Permintaan puluhan warga tersebut disampaikan kepada PT KAI melalui surat permohonan jalan lingkungan, Sabtu 10 Februari 2018 dengan dibubuhi tanda tangan dari 50 warga setempat. Mereka meminta akses jalan ke statsiun selain tetap dibuka, pemagaranya juga tidak terlalu mepet ke rumah warga.

“Kita meminta PT KAI tetap menyediakan akses jalan lingkungan sepanjang 100 meter dengan lebar 1,20 meter yang akan digunakan warga setempat untuk beraktivitas,” kata Ketua RW 14 Kelurahan MC Timur, Unro Al Juhry kepada Orbit Banten, Minggu (11/2).

Menurutnya, selama ini masyarakat yang terkena dampak proyek pemagaran area statsiun Rangkasbitung khawatir aktivitasnya terhambat.
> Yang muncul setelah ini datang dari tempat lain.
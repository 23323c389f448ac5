//! Command-line front end for the TM11 emulation.  It can build and
//! list SIMH-format tape images, and read them back through the
//! emulated controller exactly as a PDP-11 driver would.
use std::error::Error;
use std::fmt::Display;
use std::fs;
use std::path::{Path, PathBuf};

use clap::{Parser, Subcommand};
use serde::Serialize;
use tracing::{event, Level};
use tracing_subscriber::prelude::*;

use tm11::{
    ControllerConfiguration, ControllerStatus, MemoryConfiguration, Ram, StatusRegister, TapeEntry,
    TapeImage, TapeImageBuilder, TapeLibrary, Tm11, UnitNumber,
};
use unibus::Address;

mod driver;
mod report;

use driver::{ReadOutcome, TapeDriver};
use report::{describe_errors, Reporter};

/// Host address of the buffer records are read into.
const BUFFER_ADDRESS: u16 = 0o1000;

#[derive(Debug)]
struct Fail(String);

impl Display for Fail {
    fn fmt(&self, f: &mut std::fmt::Formatter<'_>) -> std::fmt::Result {
        self.0.fmt(f)
    }
}

impl Error for Fail {}

/// Emulate a DEC TM11 magnetic tape controller
#[derive(Parser, Debug)]
#[clap(author, version, about, long_about = None)]
struct Cli {
    #[clap(subcommand)]
    command: Command,
}

#[derive(Subcommand, Debug)]
enum Command {
    /// Build a tape image.  Each input file becomes one tape file,
    /// followed by a tape mark; the tape ends with a second tape mark.
    Mktape {
        /// File to which the tape image is written
        #[clap(short = 'o', long)]
        output: PathBuf,

        /// Largest record to write, in bytes
        #[clap(long, default_value_t = 512)]
        block_size: usize,

        /// Finish the image with an end-of-medium marker
        #[clap(long)]
        end_of_medium: bool,

        /// Files to put on the tape
        inputs: Vec<PathBuf>,
    },

    /// List the records and tape marks in a tape image, without
    /// using the controller.
    List {
        image: PathBuf,

        /// Print JSON instead of text
        #[clap(long)]
        json: bool,
    },

    /// Read every record of a tape through the emulated controller.
    Dump {
        /// Tape image to mount on the selected unit
        #[clap(long, conflicts_with = "directory")]
        tape: Option<PathBuf>,

        /// Directory containing images named tm0.tap to tm3.tap
        #[clap(long)]
        directory: Option<PathBuf>,

        /// Unit to read (0-3)
        #[clap(long, default_value_t = 0)]
        unit: u8,

        /// Size of the read buffer in bytes
        #[clap(long, default_value_t = 0o77776)]
        buffer_size: u16,

        /// Space forward over this many records before reading
        #[clap(long, default_value_t = 0)]
        skip: u16,

        /// Write the data of each tape file to this directory, as
        /// file0.bin, file1.bin and so on
        #[clap(long)]
        extract: Option<PathBuf>,

        /// Print JSON instead of text
        #[clap(long)]
        json: bool,
    },

    /// Show the controller's registers as they are after power-up.
    Status {
        /// Print JSON instead of text
        #[clap(long)]
        json: bool,
    },
}

#[derive(Debug, Serialize)]
#[serde(tag = "kind", rename_all = "snake_case")]
enum DumpItem {
    Record {
        file: usize,
        length: usize,
        truncated: bool,
    },
    TapeMark,
    EndOfTape,
    Error {
        mts: u16,
        description: String,
    },
}

#[derive(Debug, Serialize)]
struct DumpReport {
    items: Vec<DumpItem>,
    controller: ControllerStatus,
}

fn make_tape(
    output: &Path,
    block_size: usize,
    end_of_medium: bool,
    inputs: &[PathBuf],
) -> Result<(), Box<dyn Error>> {
    if block_size == 0 || block_size > usize::from(u16::MAX) {
        return Err(Box::new(Fail(format!(
            "block size {block_size} is not between 1 and {}",
            u16::MAX
        ))));
    }
    let mut builder = TapeImageBuilder::new();
    for input in inputs {
        let data = fs::read(input)
            .map_err(|e| Fail(format!("failed to read {}: {e}", input.display())))?;
        event!(
            Level::INFO,
            "adding {} ({} bytes) as tape file",
            input.display(),
            data.len()
        );
        builder = builder.file(&data, block_size)?;
    }
    builder = builder.tape_mark();
    if end_of_medium {
        builder = builder.end_of_medium();
    }
    let image = builder.build();
    image.save(output)?;
    event!(
        Level::INFO,
        "wrote {} bytes of tape image to {}",
        image.len(),
        output.display()
    );
    Ok(())
}

fn list_tape(path: &Path, json: bool) -> Result<(), Box<dyn Error>> {
    let image = TapeImage::load(path)?;
    let entries: Vec<TapeEntry> = image.entries()?;
    if json {
        println!("{}", serde_json::to_string_pretty(&entries)?);
    } else {
        let mut reporter = Reporter::new();
        for entry in entries.iter() {
            reporter.entry(entry, image.record_data(entry.position()))?;
        }
    }
    Ok(())
}

fn report_error(
    items: &mut Vec<DumpItem>,
    reporter: Option<&mut Reporter>,
    status: &StatusRegister,
) -> Result<(), Box<dyn Error>> {
    if let Some(r) = reporter {
        r.failure(status)?;
    }
    items.push(DumpItem::Error {
        mts: status.bits(),
        description: describe_errors(status),
    });
    Ok(())
}

fn dump_tape(
    tape: Option<&Path>,
    directory: Option<&Path>,
    unit: u8,
    buffer_size: u16,
    skip: u16,
    extract: Option<&Path>,
    json: bool,
) -> Result<(), Box<dyn Error>> {
    let unit = UnitNumber::try_from(unit)?;
    let mut library = TapeLibrary::new();
    match (tape, directory) {
        (Some(path), _) => {
            library.mount_on(unit, TapeImage::load(path)?);
        }
        (None, Some(dir)) => {
            let loaded = library.load_directory(dir)?;
            if loaded.is_empty() {
                event!(
                    Level::WARN,
                    "no tape images found in {}",
                    dir.display()
                );
            }
        }
        (None, None) => {
            return Err(Box::new(Fail(
                "specify a tape image with --tape or a directory of them with --directory"
                    .to_string(),
            )));
        }
    }
    if let Some(dir) = extract {
        fs::create_dir_all(dir)
            .map_err(|e| Fail(format!("failed to create {}: {e}", dir.display())))?;
    }

    let memory = Ram::new(&MemoryConfiguration::default());
    let buffer = Address::from(BUFFER_ADDRESS);
    if memory.slice(buffer, usize::from(buffer_size)).is_none() {
        return Err(Box::new(Fail(format!(
            "a buffer of {buffer_size} bytes does not fit in host memory"
        ))));
    }
    let mut driver = TapeDriver::with_library(
        ControllerConfiguration::default(),
        library,
        memory,
        unit,
    );
    let mut reporter = if json { None } else { Some(Reporter::new()) };
    let mut items: Vec<DumpItem> = Vec::new();

    let mut status = driver.rewind()?;
    if skip > 0 && !status.any_error() {
        status = driver.space_forward(skip)?;
        if status.end_of_file {
            // Spacing stops at a tape mark.
            event!(Level::WARN, "a tape mark was reached before skipping {skip} records");
        }
    }
    if status.any_error() && !status.end_of_file {
        report_error(&mut items, reporter.as_mut(), &status)?;
        return finish_dump(&driver, reporter, items);
    }

    let mut file_number: usize = 0;
    let mut file_data: Vec<u8> = Vec::new();
    let mut previous_was_mark = false;
    let mut records: usize = 0;
    loop {
        match driver.read_record(buffer, buffer_size)? {
            ReadOutcome::Record { data, truncated } => {
                records += 1;
                previous_was_mark = false;
                if let Some(r) = reporter.as_mut() {
                    r.record(records, &data, truncated)?;
                }
                items.push(DumpItem::Record {
                    file: file_number,
                    length: data.len(),
                    truncated,
                });
                file_data.extend_from_slice(&data);
            }
            ReadOutcome::TapeMark => {
                if let Some(r) = reporter.as_mut() {
                    r.tape_mark()?;
                }
                items.push(DumpItem::TapeMark);
                if previous_was_mark {
                    // Two tape marks in a row: the logical end of the
                    // tape.
                    break;
                }
                if let Some(dir) = extract {
                    let path = dir.join(format!("file{file_number}.bin"));
                    fs::write(&path, &file_data)
                        .map_err(|e| Fail(format!("failed to write {}: {e}", path.display())))?;
                }
                file_data.clear();
                file_number += 1;
                previous_was_mark = true;
            }
            ReadOutcome::EndOfTape => {
                if let Some(r) = reporter.as_mut() {
                    r.end_of_tape()?;
                }
                items.push(DumpItem::EndOfTape);
                break;
            }
            ReadOutcome::Failed(status) => {
                report_error(&mut items, reporter.as_mut(), &status)?;
                break;
            }
        }
    }
    event!(
        Level::INFO,
        "read {records} records in {file_number} files at simulated time {:?}",
        driver.machine().now()
    );

    finish_dump(&driver, reporter, items)
}

fn finish_dump(
    driver: &TapeDriver,
    reporter: Option<Reporter>,
    items: Vec<DumpItem>,
) -> Result<(), Box<dyn Error>> {
    let controller = driver.machine().controller().status();
    match reporter {
        Some(mut r) => r.controller_status(&controller)?,
        None => {
            let report = DumpReport { items, controller };
            println!("{}", serde_json::to_string_pretty(&report)?);
        }
    }
    Ok(())
}

fn show_status(json: bool) -> Result<(), Box<dyn Error>> {
    let controller = Tm11::new(ControllerConfiguration::default());
    let status = controller.status();
    if json {
        println!("{}", serde_json::to_string_pretty(&status)?);
    } else {
        Reporter::new().controller_status(&status)?;
    }
    Ok(())
}

fn run() -> Result<(), Box<dyn Error>> {
    let cli = Cli::parse();

    // See
    // https://docs.rs/tracing-subscriber/0.3/tracing_subscriber/fmt/index.html#filtering-events-with-environment-variables
    // for instructions on how to select which trace messages get
    // printed.  They go to stderr so as not to mix with the output.
    let fmt_layer = tracing_subscriber::fmt::layer()
        .with_target(true)
        .with_writer(std::io::stderr);
    let filter_layer = match tracing_subscriber::EnvFilter::try_from_default_env()
        .or_else(|_| tracing_subscriber::EnvFilter::try_new("info"))
    {
        Err(e) => {
            return Err(Box::new(e));
        }
        Ok(layer) => layer,
    };

    tracing_subscriber::registry()
        .with(filter_layer)
        .with(fmt_layer)
        .init();

    match cli.command {
        Command::Mktape {
            output,
            block_size,
            end_of_medium,
            inputs,
        } => make_tape(&output, block_size, end_of_medium, &inputs),
        Command::List { image, json } => list_tape(&image, json),
        Command::Dump {
            tape,
            directory,
            unit,
            buffer_size,
            skip,
            extract,
            json,
        } => dump_tape(
            tape.as_deref(),
            directory.as_deref(),
            unit,
            buffer_size,
            skip,
            extract.as_deref(),
            json,
        ),
        Command::Status { json } => show_status(json),
    }
}

fn main() {
    match run() {
        Err(e) => {
            eprintln!("{}", e);
            std::process::exit(1);
        }
        Ok(()) => {
            std::process::exit(0);
        }
    }
}

#[cfg(test)]
mod tests {
    use super::*;

    fn write_inputs(dir: &Path) -> Vec<PathBuf> {
        let first = dir.join("first.txt");
        let second = dir.join("second.bin");
        fs::write(&first, b"a file which spans several records").expect("writable temp dir");
        fs::write(&second, [0o377_u8; 9]).expect("writable temp dir");
        vec![first, second]
    }

    #[test]
    fn test_mktape_writes_one_tape_file_per_input() {
        let dir = tempfile::tempdir().expect("should be able to create a temporary directory");
        let inputs = write_inputs(dir.path());
        let output = dir.path().join("out.tap");
        make_tape(&output, 16, false, &inputs).expect("tape should be written");

        let image = TapeImage::load(&output).expect("tape should load");
        let entries = image.entries().expect("image should be well formed");
        let lengths: Vec<Option<usize>> = entries
            .iter()
            .map(|entry| match entry {
                TapeEntry::Record { length, .. } => Some(*length as usize),
                TapeEntry::TapeMark { .. } | TapeEntry::EndOfMedium { .. } => None,
            })
            .collect();
        assert_eq!(
            lengths,
            vec![Some(16), Some(16), Some(2), None, Some(9), None, None]
        );
    }

    #[test]
    fn test_list_shows_every_entry() {
        let dir = tempfile::tempdir().expect("should be able to create a temporary directory");
        let inputs = write_inputs(dir.path());
        let output = dir.path().join("out.tap");
        make_tape(&output, 16, true, &inputs).expect("tape should be written");
        list_tape(&output, false).expect("listing should work");
        list_tape(&output, true).expect("listing should work");
    }

    #[test]
    fn test_mktape_rejects_zero_block_size() {
        let dir = tempfile::tempdir().expect("should be able to create a temporary directory");
        let inputs = write_inputs(dir.path());
        assert!(make_tape(&dir.path().join("out.tap"), 0, false, &inputs).is_err());
    }

    #[test]
    fn test_dump_extracts_tape_files() {
        let dir = tempfile::tempdir().expect("should be able to create a temporary directory");
        let inputs = write_inputs(dir.path());
        let tape = dir.path().join("tm0.tap");
        make_tape(&tape, 10, true, &inputs).expect("tape should be written");

        let extracted = dir.path().join("extracted");
        dump_tape(Some(&tape), None, 0, 512, 0, Some(&extracted), true).expect("dump should work");
        for (n, input) in inputs.iter().enumerate() {
            let original = fs::read(input).expect("input is readable");
            let copy =
                fs::read(extracted.join(format!("file{n}.bin"))).expect("file was extracted");
            assert_eq!(copy, original);
        }
    }

    #[test]
    fn test_dump_skips_records() {
        let dir = tempfile::tempdir().expect("should be able to create a temporary directory");
        let inputs = write_inputs(dir.path());
        let tape = dir.path().join("tm0.tap");
        make_tape(&tape, 10, false, &inputs).expect("tape should be written");

        let extracted = dir.path().join("extracted");
        dump_tape(Some(&tape), None, 0, 512, 1, Some(&extracted), true).expect("dump should work");
        let original = fs::read(&inputs[0]).expect("input is readable");
        let copy = fs::read(extracted.join("file0.bin")).expect("file was extracted");
        assert_eq!(copy, &original[10..]);
    }

    #[test]
    fn test_dump_needs_a_tape() {
        assert!(dump_tape(None, None, 0, 512, 0, None, true).is_err());
    }
}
Untuk itu, pihaknya meminta PT KAI menyediakan akses jalan lingkungan, agar roda perekonomian masyarakat tetap berjalan dengan baik.

Pihaknya juga meminta, PT KAI tidak hanya mengedepankan kepentinganya sendiri, tapi juga harus mempertimbangkan aspek ekonomi dan sosial warga yang berada disekitar area statsiun.

“Selain untuk memudahkan masyarakat yang ingin menggunakan jasa KRL, warga sekitar juga nantinya akan diuntungkan dengan keberadaan akses pintu tersebut,” ujarnya.

Senada diungkapkan Ketua RT 001 Kampung Pasir Babakan Desa setempat , M Rosyid menuturkan, masyarakat tentu saja menudukung program pemagaran area statsiun Rangkasbitung demi keselamatan dan kenyamanan warga. Namun demikian, PT KAI juga harus memperhatikan hak-hak masyarakat setempat.

“Kami paham hal tersebut menyangkut keselamatan warga, namun disisi lain, perekonomian warga menjadi terganggu. Kami minta program pemagaran tidak terlalu mepet ke rumah warga,” tandasnya. (Deni).